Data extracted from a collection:
++++++

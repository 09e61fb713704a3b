use std::sync::atomic::{AtomicUsize, Ordering};
use std::sync::{Arc, Mutex};

use async_trait::async_trait;
use chrono::NaiveDate;
use tandem_core::CalendarTransport;
use tandem_domain::{
    EventDraft, EventPatch, ExternalEvent, Result as DomainResult, SyncError,
};

/// In-memory mock for `CalendarTransport`.
///
/// Serves a fixed set of events, records every mutation, and can be armed
/// to fail specific operations for fail-closed ordering tests.
#[derive(Default, Clone)]
pub struct MockCalendarTransport {
    events: Arc<Mutex<Vec<ExternalEvent>>>,
    fail_list: Arc<Mutex<Option<SyncError>>>,
    fail_create: Arc<Mutex<Option<SyncError>>>,
    fail_update: Arc<Mutex<Option<SyncError>>>,
    fail_delete: Arc<Mutex<Option<SyncError>>>,
    next_id: Arc<AtomicUsize>,
    pub list_calls: Arc<AtomicUsize>,
    pub create_calls: Arc<AtomicUsize>,
    pub update_calls: Arc<AtomicUsize>,
    pub delete_calls: Arc<AtomicUsize>,
    created: Arc<Mutex<Vec<EventDraft>>>,
    updated: Arc<Mutex<Vec<(String, EventPatch)>>>,
    deleted: Arc<Mutex<Vec<String>>>,
}

impl MockCalendarTransport {
    /// Create a new mock serving the provided events.
    pub fn new(events: Vec<ExternalEvent>) -> Self {
        Self {
            events: Arc::new(Mutex::new(events)),
            ..Self::default()
        }
    }

    /// Replace the served events, simulating provider-side changes.
    pub fn set_events(&self, events: Vec<ExternalEvent>) {
        *self.events.lock().unwrap() = events;
    }

    pub fn fail_list_with(&self, err: SyncError) {
        *self.fail_list.lock().unwrap() = Some(err);
    }

    pub fn fail_create_with(&self, err: SyncError) {
        *self.fail_create.lock().unwrap() = Some(err);
    }

    pub fn fail_update_with(&self, err: SyncError) {
        *self.fail_update.lock().unwrap() = Some(err);
    }

    pub fn fail_delete_with(&self, err: SyncError) {
        *self.fail_delete.lock().unwrap() = Some(err);
    }

    pub fn created(&self) -> Vec<EventDraft> {
        self.created.lock().unwrap().clone()
    }

    pub fn updated(&self) -> Vec<(String, EventPatch)> {
        self.updated.lock().unwrap().clone()
    }

    pub fn deleted(&self) -> Vec<String> {
        self.deleted.lock().unwrap().clone()
    }

    fn armed(slot: &Mutex<Option<SyncError>>) -> Option<SyncError> {
        slot.lock().unwrap().take()
    }
}

#[async_trait]
impl CalendarTransport for MockCalendarTransport {
    async fn list_events(
        &self,
        _user_email: &str,
        _calendar_id: &str,
        _start: NaiveDate,
        _end: NaiveDate,
    ) -> DomainResult<Vec<ExternalEvent>> {
        self.list_calls.fetch_add(1, Ordering::SeqCst);
        if let Some(err) = Self::armed(&self.fail_list) {
            return Err(err);
        }
        Ok(self.events.lock().unwrap().clone())
    }

    async fn create_event(
        &self,
        _user_email: &str,
        _calendar_id: &str,
        draft: &EventDraft,
    ) -> DomainResult<ExternalEvent> {
        self.create_calls.fetch_add(1, Ordering::SeqCst);
        if let Some(err) = Self::armed(&self.fail_create) {
            return Err(err);
        }
        let id = format!("evt-{}", self.next_id.fetch_add(1, Ordering::SeqCst) + 1);
        self.created.lock().unwrap().push(draft.clone());
        Ok(ExternalEvent {
            id,
            summary: Some(draft.summary.clone()),
            start: None,
            end: None,
        })
    }

    async fn update_event(
        &self,
        _user_email: &str,
        _calendar_id: &str,
        event_id: &str,
        patch: &EventPatch,
    ) -> DomainResult<ExternalEvent> {
        self.update_calls.fetch_add(1, Ordering::SeqCst);
        if let Some(err) = Self::armed(&self.fail_update) {
            return Err(err);
        }
        self.updated
            .lock()
            .unwrap()
            .push((event_id.to_string(), patch.clone()));
        Ok(ExternalEvent {
            id: event_id.to_string(),
            summary: patch.summary.clone(),
            start: None,
            end: None,
        })
    }

    async fn delete_event(
        &self,
        _user_email: &str,
        _calendar_id: &str,
        event_id: &str,
    ) -> DomainResult<()> {
        self.delete_calls.fetch_add(1, Ordering::SeqCst);
        if let Some(err) = Self::armed(&self.fail_delete) {
            return Err(err);
        }
        self.deleted.lock().unwrap().push(event_id.to_string());
        Ok(())
    }
}
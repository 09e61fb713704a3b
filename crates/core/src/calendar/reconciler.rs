//! Inbound reconciliation of external events into the local task store

use std::collections::HashMap;
use std::sync::Arc;

use tandem_domain::{
    Result, SyncError, SyncWindow, TaskDraft, TaskPatch, TaskSource,
};
use tracing::{debug, instrument};

use crate::calendar::mapper;
use crate::calendar::ports::CalendarTransport;
use crate::tasks::ports::{SettingsRepository, TaskRepository};

/// Pulls a window of external events and upserts them into the task store.
///
/// The pass is idempotent: running it twice over an unchanged window leaves
/// the store byte-identical, because every event is matched to its linked
/// task by (owner, event id) before deciding between create and update.
pub struct InboundReconciler {
    transport: Arc<dyn CalendarTransport>,
    tasks: Arc<dyn TaskRepository>,
    settings: Arc<dyn SettingsRepository>,
}

impl InboundReconciler {
    pub fn new(
        transport: Arc<dyn CalendarTransport>,
        tasks: Arc<dyn TaskRepository>,
        settings: Arc<dyn SettingsRepository>,
    ) -> Self {
        Self {
            transport,
            tasks,
            settings,
        }
    }

    /// Run one reconciliation pass and return the number of events seen.
    ///
    /// All store writes happen in a single atomic batch at the end; a failed
    /// pass changes nothing locally.
    #[instrument(skip(self), fields(user = %window.user_email, calendar = %window.calendar_id))]
    pub async fn sync(&self, window: &SyncWindow) -> Result<usize> {
        if window.start > window.end {
            return Err(SyncError::InvalidInput(format!(
                "window start {} is after end {}",
                window.start, window.end
            )));
        }

        let events = self
            .transport
            .list_events(
                &window.user_email,
                &window.calendar_id,
                window.start,
                window.end,
            )
            .await?;

        if events.is_empty() {
            debug!("window is empty, nothing to reconcile");
            return Ok(0);
        }

        // The transport already drops id-less items; filter again so a
        // misbehaving implementation cannot corrupt the link table.
        let mut by_id = HashMap::with_capacity(events.len());
        let mut order = Vec::with_capacity(events.len());
        for event in events {
            if event.id.is_empty() {
                continue;
            }
            let id = event.id.clone();
            if by_id.insert(id.clone(), event).is_none() {
                order.push(id);
            }
        }
        let event_count = order.len();

        let ids: Vec<String> = order.clone();
        let existing = self
            .tasks
            .find_by_external_ids(&window.user_email, &window.calendar_id, &ids)
            .await?;
        let linked: HashMap<String, String> = existing
            .into_iter()
            .filter_map(|t| t.google_event_id.clone().map(|eid| (eid, t.id)))
            .collect();

        let tz_name = self.settings.get_user_timezone(&window.user_email).await?;
        let tz = mapper::resolve_timezone(tz_name.as_deref());

        let mut creates = Vec::new();
        let mut updates = Vec::new();
        for event_id in order {
            let Some(event) = by_id.get(&event_id) else {
                continue;
            };
            let fields = mapper::event_to_task_fields(event, tz);
            match linked.get(&event_id) {
                Some(task_id) => updates.push((
                    task_id.clone(),
                    TaskPatch {
                        title: Some(fields.title),
                        source: Some(TaskSource::Google),
                        scheduled_date: Some(fields.scheduled_date),
                        scheduled_time: Some(fields.scheduled_time),
                        google_calendar_id: Some(Some(window.calendar_id.clone())),
                        google_event_id: Some(Some(event_id)),
                        ..TaskPatch::default()
                    },
                )),
                None => creates.push(TaskDraft {
                    title: fields.title,
                    source: TaskSource::Google,
                    scheduled_date: fields.scheduled_date,
                    scheduled_time: fields.scheduled_time,
                    google_calendar_id: Some(window.calendar_id.clone()),
                    google_event_id: Some(event_id),
                    ..TaskDraft::default()
                }),
            }
        }

        debug!(
            events = event_count,
            creates = creates.len(),
            updates = updates.len(),
            "applying reconciliation batch"
        );
        self.tasks
            .upsert_batch(&window.user_email, creates, updates)
            .await?;

        Ok(event_count)
    }
}
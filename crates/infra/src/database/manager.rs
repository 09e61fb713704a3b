//! Database connection manager backed by a shared r2d2 SQLite pool.

use std::path::{Path, PathBuf};

use r2d2::{Pool, PooledConnection};
use r2d2_sqlite::SqliteConnectionManager;
use rusqlite::params;
use tandem_domain::{DatabaseConfig, Result};
use tracing::info;

use crate::errors::InfraError;

const SCHEMA_VERSION: i32 = 1;
const SCHEMA_SQL: &str = include_str!("schema.sql");

/// Shared SQLite connection pool.
pub type DbPool = Pool<SqliteConnectionManager>;

/// Database manager that owns the connection pool and schema lifecycle.
pub struct DbManager {
    pool: DbPool,
    path: PathBuf,
}

impl DbManager {
    /// Create a new manager from the database configuration.
    pub fn new(config: &DatabaseConfig) -> Result<Self> {
        Self::with_path(&config.path, config.pool_size)
    }

    /// Create a new manager with an explicit path and pool size.
    pub fn with_path<P: AsRef<Path>>(db_path: P, pool_size: u32) -> Result<Self> {
        let path = db_path.as_ref().to_path_buf();
        let manager = SqliteConnectionManager::file(&path).with_init(|conn| {
            conn.execute_batch("PRAGMA journal_mode = WAL; PRAGMA foreign_keys = ON;")
        });
        let pool = Pool::builder()
            .max_size(pool_size.max(1))
            .build(manager)
            .map_err(InfraError::from)?;

        info!(
            db_path = %path.display(),
            max_connections = pool.max_size(),
            "sqlite pool initialised"
        );

        Ok(Self { pool, path })
    }

    /// Borrow the underlying pool.
    pub fn pool(&self) -> &DbPool {
        &self.pool
    }

    /// Acquire a connection from the pool.
    pub fn get_connection(&self) -> Result<PooledConnection<SqliteConnectionManager>> {
        self.pool.get().map_err(|e| InfraError::from(e).into())
    }

    /// Ensure the full schema exists on the current database.
    pub fn run_migrations(&self) -> Result<()> {
        let conn = self.get_connection()?;
        conn.execute_batch(SCHEMA_SQL).map_err(InfraError::from)?;
        conn.execute(
            "INSERT OR IGNORE INTO schema_version (version, applied_at)
             VALUES (?1, CAST(strftime('%s','now') AS INTEGER))",
            params![SCHEMA_VERSION],
        )
        .map_err(InfraError::from)?;
        Ok(())
    }

    /// Return the configured database path.
    pub fn path(&self) -> &Path {
        &self.path
    }

    /// Perform a health check to verify database connectivity.
    pub fn health_check(&self) -> Result<()> {
        let conn = self.get_connection()?;
        conn.query_row("SELECT 1", params![], |row| row.get::<_, i32>(0))
            .map_err(InfraError::from)?;
        Ok(())
    }
}
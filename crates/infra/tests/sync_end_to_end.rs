//! End-to-end reconciliation: mock provider -> HTTP transport -> SQLite
//! task store, exercising the full engine wiring.

#![allow(dead_code)]

#[path = "support.rs"]
mod support;

use std::sync::Arc;

use chrono::NaiveDate;
use serde_json::json;
use support::{credential, test_config, TestDatabase, USER};
use tandem_core::{CalendarSyncService, CredentialRepository, SettingsRepository};
use tandem_infra::{GoogleCalendarClient, TokenManager};
use wiremock::matchers::{method, path};
use wiremock::{Mock, MockServer, ResponseTemplate};

const EVENTS_PATH: &str = "/calendar/v3/calendars/primary/events";

fn date(y: i32, m: u32, d: u32) -> NaiveDate {
    NaiveDate::from_ymd_opt(y, m, d).unwrap()
}

async fn service_with(db: &TestDatabase, server: &MockServer) -> CalendarSyncService {
    let credentials: Arc<dyn CredentialRepository> = Arc::new(db.credential_repository());
    credentials
        .upsert(&credential(USER, Some(3600)))
        .await
        .expect("credential seeded");
    let config = test_config(&server.uri());
    let tokens = TokenManager::new(credentials, config.clone()).expect("token manager");
    let transport = GoogleCalendarClient::new(tokens, config).expect("client");

    let settings = db.settings_repository();
    settings
        .set_user_timezone(USER, "America/Sao_Paulo")
        .await
        .expect("timezone stored");

    CalendarSyncService::new(
        Arc::new(transport),
        Arc::new(db.task_repository()),
        Arc::new(db.settings_repository()),
    )
}

#[tokio::test]
async fn window_sync_is_idempotent_through_the_full_stack() {
    let server = MockServer::start().await;
    Mock::given(method("GET"))
        .and(path(EVENTS_PATH))
        .respond_with(ResponseTemplate::new(200).set_body_json(json!({
            "items": [
                {
                    "id": "evt1",
                    "summary": "Standup",
                    "start": { "dateTime": "2024-03-10T07:30:00Z" },
                    "end": { "dateTime": "2024-03-10T08:00:00Z" }
                },
                {
                    "id": "evt2",
                    "summary": "Offsite",
                    "start": { "date": "2024-03-11" },
                    "end": { "date": "2024-03-12" }
                }
            ]
        })))
        .expect(2)
        .mount(&server)
        .await;

    let db = TestDatabase::new();
    let service = service_with(&db, &server).await;

    let seen = service
        .sync_window(USER, date(2024, 3, 10), date(2024, 3, 16))
        .await
        .unwrap();
    assert_eq!(seen, 2);

    let listing_tasks = db.task_repository();
    let first = tandem_core::TaskRepository::list_in_range(
        &listing_tasks,
        USER,
        date(2024, 3, 10),
        date(2024, 3, 16),
        false,
    )
    .await
    .unwrap();
    assert_eq!(first.len(), 2);
    // Timed event converted to the configured timezone.
    assert_eq!(first[0].title, "Standup");
    assert_eq!(first[0].scheduled_date, Some(date(2024, 3, 10)));
    assert_eq!(
        first[0].scheduled_time.map(|t| t.to_string()),
        Some("04:30:00".to_string())
    );
    assert_eq!(first[1].title, "Offsite");
    assert_eq!(first[1].scheduled_time, None);

    // Second pass over the same window changes nothing.
    service
        .sync_window(USER, date(2024, 3, 10), date(2024, 3, 16))
        .await
        .unwrap();
    let second = tandem_core::TaskRepository::list_in_range(
        &listing_tasks,
        USER,
        date(2024, 3, 10),
        date(2024, 3, 16),
        false,
    )
    .await
    .unwrap();
    assert_eq!(second.len(), 2);
    assert_eq!(first[0].id, second[0].id);
    assert_eq!(first[1].id, second[1].id);
}

#[tokio::test]
async fn listing_degrades_when_provider_is_down() {
    let server = MockServer::start().await;
    Mock::given(method("GET"))
        .and(path(EVENTS_PATH))
        .respond_with(ResponseTemplate::new(503).set_body_string("maintenance"))
        .mount(&server)
        .await;

    let db = TestDatabase::new();
    let service = service_with(&db, &server).await;

    let listing = service
        .list_tasks_synced(USER, date(2024, 3, 10), date(2024, 3, 16), false)
        .await
        .unwrap();
    assert!(listing.tasks.is_empty());
    assert!(listing.sync_warning.is_some());
}
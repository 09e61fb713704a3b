//! Task store boundary.

pub mod ports;
//! External calendar state: credentials, provider events, and drafts.

use chrono::{DateTime, NaiveDate, Utc};
use serde::{Deserialize, Serialize};

/// Durable per-user calendar credential record.
///
/// Presence of a row means the user has authorized calendar access at some
/// point; absence means calendar features are disabled for that user (not an
/// error). The refresh credential is stored sealed (AES-256-GCM); only the
/// short-lived access credential is cached in the clear.
#[derive(Debug, Clone, Serialize, Deserialize)]
#[serde(rename_all = "camelCase")]
pub struct CalendarCredential {
    pub user_email: String,
    /// Sealed refresh credential: `base64(nonce || tag || ciphertext)`.
    pub refresh_token_sealed: String,
    pub access_token: Option<String>,
    pub access_token_expires_at: Option<DateTime<Utc>>,
    pub scope: String,
    pub updated_at: DateTime<Utc>,
}

impl CalendarCredential {
    /// Remaining validity of the cached access credential, in seconds.
    /// Negative when already expired, `None` when nothing is cached.
    pub fn access_token_remaining_secs(&self, now: DateTime<Utc>) -> Option<i64> {
        match (&self.access_token, self.access_token_expires_at) {
            (Some(_), Some(expires_at)) => Some((expires_at - now).num_seconds()),
            _ => None,
        }
    }
}

/// Scheduling information of a provider event, as returned by the API.
#[derive(Debug, Clone, PartialEq, Eq, Serialize, Deserialize)]
pub enum EventTime {
    /// All-day event: a date with no time component.
    Date(NaiveDate),
    /// Timed event: an absolute instant (timezone-normalized to UTC).
    Instant(DateTime<Utc>),
}

/// A calendar entry owned by the external provider.
///
/// Transient: never persisted as-is. The provider-assigned id is required;
/// events arriving without one are discarded before reaching the engine
/// because they cannot be tracked for idempotent upsert.
#[derive(Debug, Clone, Serialize, Deserialize)]
pub struct ExternalEvent {
    pub id: String,
    pub summary: Option<String>,
    /// None when the provider returned neither a date nor an instant.
    pub start: Option<EventTime>,
    pub end: Option<EventTime>,
}

/// Scheduling information for an event the engine is about to create or
/// patch. Timed drafts carry the IANA timezone identifier, not just an
/// offset, so the provider can re-render if its rules change.
#[derive(Debug, Clone, PartialEq, Eq, Serialize, Deserialize)]
pub enum EventDraftTime {
    /// All-day: a bare date.
    Date(NaiveDate),
    /// Timed: an instant plus the wall-clock timezone it was derived from.
    Timed {
        instant: DateTime<Utc>,
        time_zone: String,
    },
}

/// Outbound event creation draft.
#[derive(Debug, Clone, Serialize, Deserialize)]
pub struct EventDraft {
    pub summary: String,
    pub start: EventDraftTime,
    pub end: EventDraftTime,
}

/// Outbound event patch; `None` fields are left untouched on the provider.
#[derive(Debug, Clone, Default, Serialize, Deserialize)]
pub struct EventPatch {
    pub summary: Option<String>,
    pub start: Option<EventDraftTime>,
    pub end: Option<EventDraftTime>,
}

impl EventPatch {
    /// True when the patch would not change anything on the provider.
    pub fn is_empty(&self) -> bool {
        self.summary.is_none() && self.start.is_none() && self.end.is_none()
    }
}

/// Scope of one inbound reconciliation pass. Exists only as a parameter
/// object for a single invocation; never persisted.
#[derive(Debug, Clone, PartialEq, Eq)]
pub struct SyncWindow {
    pub user_email: String,
    /// Inclusive start date.
    pub start: NaiveDate,
    /// Inclusive end date.
    pub end: NaiveDate,
    pub calendar_id: String,
}

#[cfg(test)]
mod tests {
    use chrono::{Duration, TimeZone};

    use super::*;

    #[test]
    fn remaining_secs_requires_cached_token_and_expiry() {
        let now = Utc.with_ymd_and_hms(2024, 5, 1, 12, 0, 0).single().unwrap();
        let mut cred = CalendarCredential {
            user_email: "a@b.c".into(),
            refresh_token_sealed: "sealed".into(),
            access_token: None,
            access_token_expires_at: None,
            scope: "calendar".into(),
            updated_at: now,
        };
        assert_eq!(cred.access_token_remaining_secs(now), None);

        cred.access_token = Some("tok".into());
        cred.access_token_expires_at = Some(now + Duration::seconds(90));
        assert_eq!(cred.access_token_remaining_secs(now), Some(90));

        cred.access_token_expires_at = Some(now - Duration::seconds(5));
        assert_eq!(cred.access_token_remaining_secs(now), Some(-5));
    }
}
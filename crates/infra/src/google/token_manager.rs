//! Access credential lifecycle: cached fast path, single-flight refresh,
//! and permanent-revocation handling.

use std::future::Future;
use std::pin::Pin;
use std::sync::Arc;

use chrono::{DateTime, Duration, Utc};
use dashmap::mapref::entry::Entry;
use dashmap::DashMap;
use futures::future::Shared;
use futures::FutureExt;
use serde::Deserialize;
use tandem_common::crypto::TokenCipher;
use tandem_core::CredentialRepository;
use tandem_domain::{
    CalendarCredential, GoogleCalendarConfig, Result, SyncError,
    ACCESS_TOKEN_EXPIRY_SLACK_SECS,
};
use tracing::{debug, info, instrument, warn};

use crate::errors::InfraError;
use crate::google::classify::{classify_auth_failure, AuthFailure};

/// A cleartext access credential together with its expiry instant.
#[derive(Debug, Clone)]
pub struct AccessToken {
    pub token: String,
    pub expires_at: DateTime<Utc>,
}

type RefreshFuture = Shared<Pin<Box<dyn Future<Output = Result<AccessToken>> + Send>>>;

/// Manages per-user refresh and access credentials.
///
/// Concurrent callers asking for the same user's credential while a refresh
/// is in flight all await the same future and receive the same settled
/// result; the provider sees at most one refresh request.
#[derive(Clone)]
pub struct TokenManager {
    inner: Arc<Inner>,
}

struct Inner {
    credentials: Arc<dyn CredentialRepository>,
    cipher: TokenCipher,
    http: reqwest::Client,
    config: GoogleCalendarConfig,
    in_flight: DashMap<String, RefreshFuture>,
}

#[derive(Deserialize)]
struct TokenResponse {
    access_token: String,
    expires_in: i64,
}

impl TokenManager {
    /// Create a manager from the provider configuration.
    pub fn new(
        credentials: Arc<dyn CredentialRepository>,
        config: GoogleCalendarConfig,
    ) -> Result<Self> {
        let http = reqwest::Client::builder()
            .timeout(std::time::Duration::from_secs(config.http_timeout_secs))
            .build()
            .map_err(InfraError::from)?;
        let cipher =
            TokenCipher::from_secret(&config.token_encryption_key).map_err(InfraError::from)?;
        Ok(Self {
            inner: Arc::new(Inner {
                credentials,
                cipher,
                http,
                config,
                in_flight: DashMap::new(),
            }),
        })
    }

    /// Seal and store a refresh credential obtained from the consent flow.
    ///
    /// Replaces any previous credential for the user and clears the cached
    /// access credential so the next call refreshes against the new grant.
    #[instrument(skip(self, refresh_token), fields(user = %user_email))]
    pub async fn store_refresh_token(
        &self,
        user_email: &str,
        refresh_token: &str,
        scope: &str,
    ) -> Result<()> {
        let sealed = self
            .inner
            .cipher
            .seal(refresh_token)
            .map_err(InfraError::from)?;
        let credential = CalendarCredential {
            user_email: user_email.to_string(),
            refresh_token_sealed: sealed,
            access_token: None,
            access_token_expires_at: None,
            scope: scope.to_string(),
            updated_at: Utc::now(),
        };
        self.inner.credentials.upsert(&credential).await?;
        info!("refresh credential stored");
        Ok(())
    }

    /// Return a valid access credential for the user, refreshing if needed.
    ///
    /// Fails with `NotConnected` when no credential row exists and with
    /// `ReauthRequired` when the provider rejected the refresh credential
    /// permanently (the row is deleted before returning).
    #[instrument(skip(self), fields(user = %user_email))]
    pub async fn get_access_token(&self, user_email: &str) -> Result<AccessToken> {
        let credential = self
            .inner
            .credentials
            .get(user_email)
            .await?
            .ok_or(SyncError::NotConnected)?;

        let now = Utc::now();
        if let Some(remaining) = credential.access_token_remaining_secs(now) {
            if remaining > ACCESS_TOKEN_EXPIRY_SLACK_SECS {
                if let (Some(token), Some(expires_at)) =
                    (credential.access_token, credential.access_token_expires_at)
                {
                    debug!(remaining, "serving cached access credential");
                    return Ok(AccessToken { token, expires_at });
                }
            }
        }

        self.refresh_single_flight(user_email).await
    }

    /// Drop the stored credential after the calendar API rejected it.
    pub async fn mark_revoked(&self, user_email: &str) -> Result<()> {
        warn!(user = %user_email, "dropping revoked calendar credential");
        self.inner.credentials.delete(user_email).await
    }

    async fn refresh_single_flight(&self, user_email: &str) -> Result<AccessToken> {
        let future = match self.inner.in_flight.entry(user_email.to_string()) {
            Entry::Occupied(entry) => {
                debug!("joining in-flight refresh");
                entry.get().clone()
            }
            Entry::Vacant(entry) => {
                let inner = Arc::clone(&self.inner);
                let user = user_email.to_string();
                let future: RefreshFuture =
                    (Box::pin(async move { refresh(&inner, &user).await })
                        as Pin<Box<dyn Future<Output = Result<AccessToken>> + Send>>)
                        .shared();
                entry.insert(future.clone());
                future
            }
        };

        let result = future.clone().await;
        self.inner
            .in_flight
            .remove_if(user_email, |_, f| f.ptr_eq(&future));
        result
    }
}

/// Perform one refresh round trip against the token endpoint.
///
/// Runs at most once per user at a time; the settled result is fanned out
/// to every waiter by the shared future in `refresh_single_flight`.
async fn refresh(inner: &Inner, user_email: &str) -> Result<AccessToken> {
    let credential = inner
        .credentials
        .get(user_email)
        .await?
        .ok_or(SyncError::NotConnected)?;

    let refresh_token = match inner.cipher.open(&credential.refresh_token_sealed) {
        Ok(token) => token,
        Err(err) => {
            warn!(user = %user_email, error = %err, "sealed refresh credential unreadable");
            inner.credentials.delete(user_email).await?;
            return Err(SyncError::ReauthRequired(
                "stored refresh credential could not be decrypted".into(),
            ));
        }
    };

    let response = inner
        .http
        .post(&inner.config.token_endpoint)
        .form(&[
            ("client_id", inner.config.client_id.as_str()),
            ("client_secret", inner.config.client_secret.as_str()),
            ("refresh_token", refresh_token.as_str()),
            ("grant_type", "refresh_token"),
        ])
        .send()
        .await
        .map_err(InfraError::from)?;

    let status = response.status();
    if !status.is_success() {
        let body = response.text().await.unwrap_or_default();
        return match classify_auth_failure(status, &body) {
            AuthFailure::Permanent => {
                warn!(user = %user_email, %status, "refresh credential rejected permanently");
                inner.credentials.delete(user_email).await?;
                Err(SyncError::ReauthRequired(format!(
                    "token endpoint rejected refresh ({status}): {body}"
                )))
            }
            AuthFailure::Transient => Err(SyncError::Transient(format!(
                "token refresh failed ({status}): {body}"
            ))),
        };
    }

    let token: TokenResponse = response.json().await.map_err(InfraError::from)?;
    let expires_at = Utc::now() + Duration::seconds(token.expires_in);
    inner
        .credentials
        .update_access_token(user_email, &token.access_token, expires_at)
        .await?;
    debug!(user = %user_email, "access credential refreshed");

    Ok(AccessToken {
        token: token.access_token,
        expires_at,
    })
}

++++++

* AIM OF THE EXERCISE: Set down, exactly as written, each line of the data from its opening line through the one containing "pub fn fail_delete_with(&self, err: SyncError)". Output nothing more.

* ANSWER TO THE PROBLEM:
repository 09e61fb713704a3b
use std::sync::atomic::{AtomicUsize, Ordering};
use std::sync::{Arc, Mutex};

use async_trait::async_trait;
use chrono::NaiveDate;
use tandem_core::CalendarTransport;
use tandem_domain::{
    EventDraft, EventPatch, ExternalEvent, Result as DomainResult, SyncError,
};

/// In-memory mock for `CalendarTransport`.
///
/// Serves a fixed set of events, records every mutation, and can be armed
/// to fail specific operations for fail-closed ordering tests.
#[derive(Default, Clone)]
pub struct MockCalendarTransport {
    events: Arc<Mutex<Vec<ExternalEvent>>>,
    fail_list: Arc<Mutex<Option<SyncError>>>,
    fail_create: Arc<Mutex<Option<SyncError>>>,
    fail_update: Arc<Mutex<Option<SyncError>>>,
    fail_delete: Arc<Mutex<Option<SyncError>>>,
    next_id: Arc<AtomicUsize>,
    pub list_calls: Arc<AtomicUsize>,
    pub create_calls: Arc<AtomicUsize>,
    pub update_calls: Arc<AtomicUsize>,
    pub delete_calls: Arc<AtomicUsize>,
    created: Arc<Mutex<Vec<EventDraft>>>,
    updated: Arc<Mutex<Vec<(String, EventPatch)>>>,
    deleted: Arc<Mutex<Vec<String>>>,
}

impl MockCalendarTransport {
    /// Create a new mock serving the provided events.
    pub fn new(events: Vec<ExternalEvent>) -> Self {
        Self {
            events: Arc::new(Mutex::new(events)),
            ..Self::default()
        }
    }

    /// Replace the served events, simulating provider-side changes.
    pub fn set_events(&self, events: Vec<ExternalEvent>) {
        *self.events.lock().unwrap() = events;
    }

    pub fn fail_list_with(&self, err: SyncError) {
        *self.fail_list.lock().unwrap() = Some(err);
    }

    pub fn fail_create_with(&self, err: SyncError) {
        *self.fail_create.lock().unwrap() = Some(err);
    }

    pub fn fail_update_with(&self, err: SyncError) {
        *self.fail_update.lock().unwrap() = Some(err);
    }

    pub fn fail_delete_with(&self, err: SyncError) {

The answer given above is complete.